(Data for the task)
Segment Open

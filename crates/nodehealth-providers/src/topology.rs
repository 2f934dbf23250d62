//! Per-shape NIC layouts.
//!
//! Machine shapes number their RDMA devices differently for the same PCI
//! slots. Reports are normalized to the H100 numbering so cabling records
//! line up across shapes.

use crate::error::{Error, Result};
use crate::rdma::short_pci;
use nodehealth_types::Ipv6Fields;
use serde::{Deserialize, Serialize};
use std::fmt;
use std::net::Ipv6Addr;
use std::str::FromStr;

#[derive(Debug, Clone, Copy, Default, PartialEq, Eq, Hash, Serialize, Deserialize)]
#[serde(rename_all = "lowercase")]
pub enum Shape {
    #[default]
    H100,
    H100T,
    H200,
    A100,
}

impl fmt::Display for Shape {
    fn fmt(&self, f: &mut fmt::Formatter<'_>) -> fmt::Result {
        match self {
            Shape::H100 => write!(f, "h100"),
            Shape::H100T => write!(f, "h100t"),
            Shape::H200 => write!(f, "h200"),
            Shape::A100 => write!(f, "a100"),
        }
    }
}

impl FromStr for Shape {
    type Err = Error;

    fn from_str(s: &str) -> Result<Self> {
        match s.to_ascii_lowercase().as_str() {
            "h100" => Ok(Shape::H100),
            "h100t" => Ok(Shape::H100T),
            "h200" => Ok(Shape::H200),
            "a100" => Ok(Shape::A100),
            _ => Err(Error::UnknownShape(s.to_string())),
        }
    }
}

/// (PCI, device index) as reported by `mst status` on an H100 host.
const H100_SLOTS: &[(&str, u32)] = &[
    ("0c:00.0", 0),
    ("0c:00.1", 1),
    ("1f:00.0", 2),
    ("2a:00.0", 3),
    ("2a:00.1", 4),
    ("41:00.0", 5),
    ("41:00.1", 6),
    ("58:00.0", 7),
    ("58:00.1", 8),
    ("86:00.0", 9),
    ("86:00.1", 10),
    ("9a:00.0", 11),
    ("a5:00.0", 12),
    ("a5:00.1", 13),
    ("bd:00.0", 14),
    ("bd:00.1", 15),
    ("d5:00.0", 16),
    ("d5:00.1", 17),
];

const H100T_SLOTS: &[(&str, u32)] = &[
    ("0c:00.0", 0),
    ("0c:00.1", 1),
    ("1f:00.0", 2),
    ("1f:00.1", 3),
    ("2a:00.0", 4),
    ("2a:00.1", 5),
    ("41:00.0", 6),
    ("41:00.1", 7),
    ("58:00.0", 8),
    ("58:00.1", 9),
    ("86:00.0", 10),
    ("86:00.1", 11),
    ("9a:00.0", 12),
    ("9a:00.1", 13),
    ("a5:00.0", 14),
    ("a5:00.1", 15),
    ("bd:00.0", 16),
    ("bd:00.1", 17),
    ("d5:00.0", 18),
    ("d5:00.1", 19),
];

const H200_SLOTS: &[(&str, u32)] = &[
    ("0c:00.0", 0),
    ("1f:00.0", 1),
    ("1f:00.1", 2),
    ("2a:00.0", 3),
    ("41:00.0", 4),
    ("58:00.0", 5),
    ("86:00.0", 6),
    ("9a:00.0", 7),
    ("9a:00.1", 8),
    ("a5:00.0", 9),
    ("bd:00.0", 10),
    ("d5:00.0", 11),
];

/// Front-end (non-RDMA) PCI slots, excluded from link checks.
const FRONTEND_SLOTS: &[&str] = &["1f:00.0", "1f:00.1", "9a:00.0", "9a:00.1"];

/// Device names an H100 may legitimately show for each PCI slot.
const H100_EXPECTED_DEVICES: &[(&str, &[u32])] = &[
    ("0c:00.0", &[0, 18]),
    ("0c:00.1", &[1, 19]),
    ("1f:00.0", &[2]),
    ("2a:00.0", &[3, 26]),
    ("2a:00.1", &[4, 27]),
    ("41:00.0", &[5, 28]),
    ("41:00.1", &[6, 29]),
    ("58:00.0", &[7, 30]),
    ("58:00.1", &[8, 31]),
    ("86:00.0", &[9, 32]),
    ("86:00.1", &[10, 33]),
    ("9a:00.0", &[11]),
    ("a5:00.0", &[12, 20]),
    ("a5:00.1", &[13, 21]),
    ("bd:00.0", &[14, 22]),
    ("bd:00.1", &[15, 23]),
    ("d5:00.0", &[16, 24]),
    ("d5:00.1", &[17, 25]),
];

/// Interfaces that pair up for rail latency runs, and their NUMA placement.
#[derive(Debug, Clone, PartialEq, Eq)]
pub struct RailLayout {
    pub pairs: Vec<Vec<u32>>,
    pub numa: Vec<(u32, Vec<u32>)>,
}

impl RailLayout {
    pub fn numa_node(&self, interface: u32) -> u32 {
        self.numa
            .iter()
            .find(|(_, ifaces)| ifaces.contains(&interface))
            .map(|(node, _)| *node)
            .unwrap_or(0)
    }

    /// Each interface against itself, then each pair crosswise.
    pub fn test_plan(&self) -> Vec<(u32, u32)> {
        let mut plan = Vec::new();
        for group in &self.pairs {
            plan.extend(group.iter().map(|&d| (d, d)));
            if let [a, b] = group.as_slice() {
                plan.push((*a, *b));
            }
        }
        plan
    }
}

impl Shape {
    fn slots(self) -> &'static [(&'static str, u32)] {
        match self {
            Shape::H100 | Shape::A100 => H100_SLOTS,
            Shape::H100T => H100T_SLOTS,
            Shape::H200 => H200_SLOTS,
        }
    }

    /// RDMA interface indices checked by default.
    pub fn rdma_interfaces(self) -> Vec<u32> {
        match self {
            Shape::A100 => (1..=12).chain(14..=17).collect(),
            _ => self
                .slots()
                .iter()
                .filter(|(pci, _)| !FRONTEND_SLOTS.contains(pci))
                .map(|(_, idx)| *idx)
                .collect(),
        }
    }

    /// Whether `interface` sits in a front-end slot under this shape's
    /// numbering. A100 hosts have no front-end NICs in the slot table.
    pub fn is_frontend(self, interface: &str) -> bool {
        if self == Shape::A100 {
            return false;
        }
        interface_index(interface)
            .and_then(|idx| self.pci_for(idx))
            .is_some_and(is_frontend_pci)
    }

    pub fn pci_for(self, interface: u32) -> Option<&'static str> {
        self.slots()
            .iter()
            .find(|(_, idx)| *idx == interface)
            .map(|(pci, _)| *pci)
    }

    pub fn rail_layout(self) -> RailLayout {
        match self {
            Shape::A100 => RailLayout {
                pairs: self.rdma_interfaces().into_iter().map(|d| vec![d]).collect(),
                numa: Vec::new(),
            },
            _ => RailLayout {
                pairs: vec![
                    vec![0, 1],
                    vec![3, 4],
                    vec![5, 6],
                    vec![7, 8],
                    vec![9, 10],
                    vec![12, 13],
                    vec![14, 15],
                    vec![16, 17],
                ],
                numa: vec![
                    (0, vec![0, 1, 3, 4, 5, 6, 7, 8]),
                    (1, vec![9, 10, 12, 13, 14, 15, 16, 17]),
                ],
            },
        }
    }
}

/// Whether a PCI address (with or without domain) is a front-end slot.
pub fn is_frontend_pci(pci: &str) -> bool {
    let pci = short_pci(pci).to_ascii_lowercase();
    FRONTEND_SLOTS.contains(&pci.as_str())
}

/// Parse `mlx5_7` or `7` into the device index.
pub fn interface_index(interface: &str) -> Option<u32> {
    interface
        .strip_prefix("mlx5_")
        .unwrap_or(interface)
        .parse()
        .ok()
}

pub fn interface_name(index: u32) -> String {
    format!("mlx5_{}", index)
}

/// Renumber an interface from `shape` into H100 numbering via its PCI slot.
pub fn standardize_interface(shape: Shape, interface: &str) -> Option<String> {
    let index = interface_index(interface)?;
    let pci = shape.pci_for(index)?;
    Shape::H100
        .slots()
        .iter()
        .find(|(slot, _)| *slot == pci)
        .map(|(_, idx)| interface_name(*idx))
}

/// Devices an H100 may show at `pci`; empty when the slot is not expected.
pub fn expected_devices(pci: &str) -> Vec<String> {
    let pci = short_pci(pci).to_ascii_lowercase();
    H100_EXPECTED_DEVICES
        .iter()
        .find(|(slot, _)| *slot == pci)
        .map(|(_, devs)| devs.iter().map(|&d| interface_name(d)).collect())
        .unwrap_or_default()
}

/// Decode the cluster/ToR/isolation/interface fields of an RDMA address.
pub fn decode_ipv6(addr: &Ipv6Addr) -> Ipv6Fields {
    let upper = (u128::from(*addr) >> 64) as u64;
    Ipv6Fields {
        cluster_id: ((upper >> 36) & 0xFFF_FFFF) as u32,
        tor_id: ((upper >> 24) & 0xFFF) as u16,
        isolation_id: ((upper >> 12) & 0xFFF) as u16,
        interface_id: (upper & 0xFFF) as u16,
    }
}

/// Parse and decode a textual address, e.g. from `ip -6 addr`.
pub fn parse_ipv6(text: &str) -> Result<Ipv6Fields> {
    let addr = text
        .trim()
        .split('/')
        .next()
        .unwrap_or_default()
        .parse::<Ipv6Addr>()
        .map_err(|err| Error::Parse(format!("{}: {}", text.trim(), err)))?;
    Ok(decode_ipv6(&addr))
}

#[cfg(test)]
mod tests {
    use super::*;

    #[test]
    fn test_h100_rdma_interfaces() {
        assert_eq!(
            Shape::H100.rdma_interfaces(),
            vec![0, 1, 3, 4, 5, 6, 7, 8, 9, 10, 12, 13, 14, 15, 16, 17]
        );
        assert_eq!(Shape::H200.rdma_interfaces(), vec![0, 3, 4, 5, 6, 9, 10, 11]);
        assert_eq!(Shape::A100.rdma_interfaces().len(), 16);
    }

    #[test]
    fn test_standardize_h100t() {
        assert_eq!(standardize_interface(Shape::H100T, "mlx5_4").as_deref(), Some("mlx5_3"));
        assert_eq!(standardize_interface(Shape::H100T, "19").as_deref(), Some("mlx5_17"));
        // 9a:00.1 has no H100 counterpart
        assert_eq!(standardize_interface(Shape::H100T, "mlx5_13"), None);
        assert_eq!(standardize_interface(Shape::H100, "mlx5_9").as_deref(), Some("mlx5_9"));
    }

    #[test]
    fn test_frontend_slots() {
        assert!(Shape::H100T.is_frontend("mlx5_3"));
        assert!(Shape::H100T.is_frontend("mlx5_13"));
        assert!(!Shape::H100T.is_frontend("mlx5_4"));
        assert!(Shape::H200.is_frontend("mlx5_2"));
        assert!(!Shape::A100.is_frontend("mlx5_2"));
        assert!(is_frontend_pci("0000:1F:00.0"));
        assert!(!is_frontend_pci("0c:00.0"));
    }

    #[test]
    fn test_expected_devices() {
        assert_eq!(expected_devices("0000:0c:00.0"), vec!["mlx5_0", "mlx5_18"]);
        assert!(expected_devices("0000:ff:00.0").is_empty());
    }

    #[test]
    fn test_rail_plan() {
        let layout = Shape::H100.rail_layout();
        let plan = layout.test_plan();
        assert_eq!(&plan[..3], &[(0, 0), (1, 1), (0, 1)]);
        assert_eq!(plan.len(), 24);
        assert_eq!(layout.numa_node(12), 1);
        assert_eq!(Shape::A100.rail_layout().test_plan().len(), 16);
    }

    #[test]
    fn test_decode_ipv6() {
        // cluster 0x1234567, tor 0x89a, isolation 0xbcd, interface 0xef0
        let addr: Ipv6Addr = "1234:5678:9abc:def0::1".parse().unwrap();
        let fields = decode_ipv6(&addr);
        assert_eq!(fields.cluster_id, 0x1234567);
        assert_eq!(fields.tor_id, 0x89a);
        assert_eq!(fields.isolation_id, 0xbcd);
        assert_eq!(fields.interface_id, 0xef0);
    }

    #[test]
    fn test_parse_ipv6_with_prefix() {
        let fields = parse_ipv6("1234:5678:9abc:def0::1/64").unwrap();
        assert_eq!(fields.tor_id, 0x89a);
        assert!(matches!(parse_ipv6("10.0.0.1"), Err(Error::Parse(_))));
    }

    #[test]
    fn test_shape_parse() {
        assert_eq!("H100T".parse::<Shape>().unwrap(), Shape::H100T);
        assert!("b200".parse::<Shape>().is_err());
    }
}
//! Subprocess execution for diagnostic tools.
//!
//! Every vendor tool is invoked through [`CommandRunner`], which never returns
//! an error: spawn failures, non-zero exits and timeouts are all folded into
//! [`CommandOutput`] so one broken unit can never abort a batch.

use async_trait::async_trait;
use std::collections::BTreeMap;
use std::process::Stdio;
use std::time::{Duration, Instant};
use tokio::process::Command;
use tokio::time::timeout;
use tracing::{debug, warn};

/// Per-unit timeout for local tool invocations.
pub const DEFAULT_TIMEOUT: Duration = Duration::from_secs(60);

/// Per-host timeout for remote (SSH/SCP) invocations.
pub const REMOTE_TIMEOUT: Duration = Duration::from_secs(300);

#[derive(Debug, Clone, PartialEq, Eq)]
pub struct CommandSpec {
    pub program: String,
    pub args: Vec<String>,
    pub env: BTreeMap<String, String>,
    pub timeout: Duration,
    /// Run through `sudo` unless already root.
    pub sudo: bool,
}

impl CommandSpec {
    pub fn new(program: impl Into<String>) -> Self {
        Self {
            program: program.into(),
            args: Vec::new(),
            env: BTreeMap::new(),
            timeout: DEFAULT_TIMEOUT,
            sudo: false,
        }
    }

    pub fn arg(mut self, arg: impl Into<String>) -> Self {
        self.args.push(arg.into());
        self
    }

    pub fn args<I, S>(mut self, args: I) -> Self
    where
        I: IntoIterator<Item = S>,
        S: Into<String>,
    {
        self.args.extend(args.into_iter().map(Into::into));
        self
    }

    pub fn env(mut self, key: impl Into<String>, value: impl Into<String>) -> Self {
        self.env.insert(key.into(), value.into());
        self
    }

    pub fn timeout(mut self, timeout: Duration) -> Self {
        self.timeout = timeout;
        self
    }

    pub fn sudo(mut self) -> Self {
        self.sudo = true;
        self
    }

    /// Shell-like rendering used in logs and fleet step results.
    pub fn display(&self) -> String {
        let mut parts = Vec::with_capacity(self.args.len() + 2);
        if self.sudo {
            parts.push("sudo".to_string());
        }
        parts.push(self.program.clone());
        parts.extend(self.args.iter().cloned());
        parts.join(" ")
    }
}

#[derive(Debug, Clone, Default, PartialEq, Eq)]
pub struct CommandOutput {
    pub exit_code: Option<i32>,
    pub stdout: String,
    pub stderr: String,
    pub timed_out: bool,
    pub not_found: bool,
    pub elapsed: Duration,
}

impl CommandOutput {
    pub fn completed(exit_code: i32, stdout: impl Into<String>, stderr: impl Into<String>) -> Self {
        Self {
            exit_code: Some(exit_code),
            stdout: stdout.into(),
            stderr: stderr.into(),
            ..Self::default()
        }
    }

    pub fn timeout() -> Self {
        Self {
            timed_out: true,
            stderr: "timed out".to_string(),
            ..Self::default()
        }
    }

    pub fn not_found(program: &str) -> Self {
        Self {
            not_found: true,
            stderr: format!("{}: command not found", program),
            ..Self::default()
        }
    }

    pub fn success(&self) -> bool {
        !self.timed_out && !self.not_found && self.exit_code == Some(0)
    }

    /// One-line description of why the command did not succeed.
    pub fn failure_reason(&self) -> Option<String> {
        if self.success() {
            return None;
        }
        if self.timed_out {
            return Some("timed out".to_string());
        }
        if self.not_found {
            return Some("command not found".to_string());
        }
        let stderr = self.stderr.trim();
        Some(match (self.exit_code, stderr.is_empty()) {
            (Some(code), true) => format!("exit code {}", code),
            (Some(code), false) => format!("exit code {}: {}", code, first_line(stderr)),
            (None, _) => first_line(stderr).to_string(),
        })
    }
}

fn first_line(s: &str) -> &str {
    s.lines().next().unwrap_or(s)
}

/// Executes diagnostic commands.
///
/// Implementations must fold every failure mode into the returned output.
#[async_trait]
pub trait CommandRunner: Send + Sync {
    async fn run(&self, spec: &CommandSpec) -> CommandOutput;
}

/// Runs commands as local subprocesses with a hard timeout.
#[derive(Debug, Clone)]
pub struct ProcessRunner {
    is_root: bool,
}

impl Default for ProcessRunner {
    fn default() -> Self {
        Self::new()
    }
}

impl ProcessRunner {
    pub fn new() -> Self {
        Self {
            is_root: crate::host::is_root(),
        }
    }
}

#[async_trait]
impl CommandRunner for ProcessRunner {
    async fn run(&self, spec: &CommandSpec) -> CommandOutput {
        let mut command = if spec.sudo && !self.is_root {
            let mut command = Command::new("sudo");
            command.arg(&spec.program);
            command
        } else {
            Command::new(&spec.program)
        };

        command
            .args(&spec.args)
            .envs(&spec.env)
            .stdin(Stdio::null())
            .stdout(Stdio::piped())
            .stderr(Stdio::piped())
            .kill_on_drop(true);

        debug!(command = %spec.display(), "running");
        let started = Instant::now();

        let child = match command.spawn() {
            Ok(child) => child,
            Err(err) if err.kind() == std::io::ErrorKind::NotFound => {
                warn!(program = %spec.program, "command not found");
                return CommandOutput::not_found(&spec.program);
            }
            Err(err) => {
                warn!(command = %spec.display(), error = %err, "failed to spawn");
                return CommandOutput {
                    stderr: err.to_string(),
                    ..CommandOutput::default()
                };
            }
        };

        // Dropping the wait future on timeout kills the child.
        let mut output = match timeout(spec.timeout, child.wait_with_output()).await {
            Ok(Ok(output)) => {
                let stderr = String::from_utf8_lossy(&output.stderr).into_owned();
                let exit_code = output.status.code();
                CommandOutput {
                    not_found: spec.sudo && exit_code == Some(1) && sudo_not_found(&stderr),
                    exit_code,
                    stdout: String::from_utf8_lossy(&output.stdout).into_owned(),
                    stderr,
                    ..CommandOutput::default()
                }
            }
            Ok(Err(err)) => {
                warn!(command = %spec.display(), error = %err, "failed to collect output");
                CommandOutput {
                    stderr: err.to_string(),
                    ..CommandOutput::default()
                }
            }
            Err(_) => {
                warn!(
                    command = %spec.display(),
                    timeout_secs = spec.timeout.as_secs(),
                    "command timed out"
                );
                CommandOutput::timeout()
            }
        };

        output.elapsed = started.elapsed();
        if let Some(reason) = output.failure_reason() {
            debug!(command = %spec.display(), reason = %reason, "command did not succeed");
        }
        output
    }
}

fn sudo_not_found(stderr: &str) -> bool {
    stderr.starts_with("sudo:") && stderr.contains("command not found")
}

#[cfg(test)]
mod tests {
    use super::*;

    #[test]
    fn test_display_includes_sudo() {
        let spec = CommandSpec::new("mlxlink")
            .args(["-d", "mlx5_0", "--json"])
            .sudo();
        assert_eq!(spec.display(), "sudo mlxlink -d mlx5_0 --json");
    }

    #[test]
    fn test_failure_reason() {
        assert_eq!(CommandOutput::completed(0, "ok", "").failure_reason(), None);
        assert_eq!(
            CommandOutput::completed(2, "", "boom\nmore").failure_reason(),
            Some("exit code 2: boom".to_string())
        );
        assert_eq!(
            CommandOutput::timeout().failure_reason(),
            Some("timed out".to_string())
        );
        assert!(!CommandOutput::not_found("nvidia-smi").success());
    }

    #[cfg(unix)]
    #[tokio::test]
    async fn test_process_runner_captures_output() {
        let runner = ProcessRunner::new();
        let output = runner
            .run(&CommandSpec::new("sh").args(["-c", "echo hello; echo oops >&2; exit 3"]))
            .await;
        assert_eq!(output.exit_code, Some(3));
        assert_eq!(output.stdout.trim(), "hello");
        assert_eq!(output.stderr.trim(), "oops");
        assert!(!output.success());
    }

    #[cfg(unix)]
    #[tokio::test]
    async fn test_process_runner_missing_binary() {
        let runner = ProcessRunner::new();
        let output = runner
            .run(&CommandSpec::new("definitely-not-a-real-tool-xyz"))
            .await;
        assert!(output.not_found);
    }

    #[cfg(unix)]
    #[tokio::test]
    async fn test_process_runner_timeout() {
        let runner = ProcessRunner::new();
        let output = runner
            .run(
                &CommandSpec::new("sleep")
                    .arg("5")
                    .timeout(Duration::from_millis(100)),
            )
            .await;
        assert!(output.timed_out);
        assert!(output.elapsed < Duration::from_secs(5));
    }
}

Segment Closed

(Prompt) Up to and including the line that holds "fn from_str(s: &str)", reproduce the records above exactly from their first line, and give nothing else.

(Answer box)
filename crates/nodehealth-providers/src/topology.rs
repository 2f934dbf23250d62
//! Per-shape NIC layouts.
//!
//! Machine shapes number their RDMA devices differently for the same PCI
//! slots. Reports are normalized to the H100 numbering so cabling records
//! line up across shapes.

use crate::error::{Error, Result};
use crate::rdma::short_pci;
use nodehealth_types::Ipv6Fields;
use serde::{Deserialize, Serialize};
use std::fmt;
use std::net::Ipv6Addr;
use std::str::FromStr;

#[derive(Debug, Clone, Copy, Default, PartialEq, Eq, Hash, Serialize, Deserialize)]
#[serde(rename_all = "lowercase")]
pub enum Shape {
    #[default]
    H100,
    H100T,
    H200,
    A100,
}

impl fmt::Display for Shape {
    fn fmt(&self, f: &mut fmt::Formatter<'_>) -> fmt::Result {
        match self {
            Shape::H100 => write!(f, "h100"),
            Shape::H100T => write!(f, "h100t"),
            Shape::H200 => write!(f, "h200"),
            Shape::A100 => write!(f, "a100"),
        }
    }
}

impl FromStr for Shape {
    type Err = Error;

    fn from_str(s: &str) -> Result<Self> {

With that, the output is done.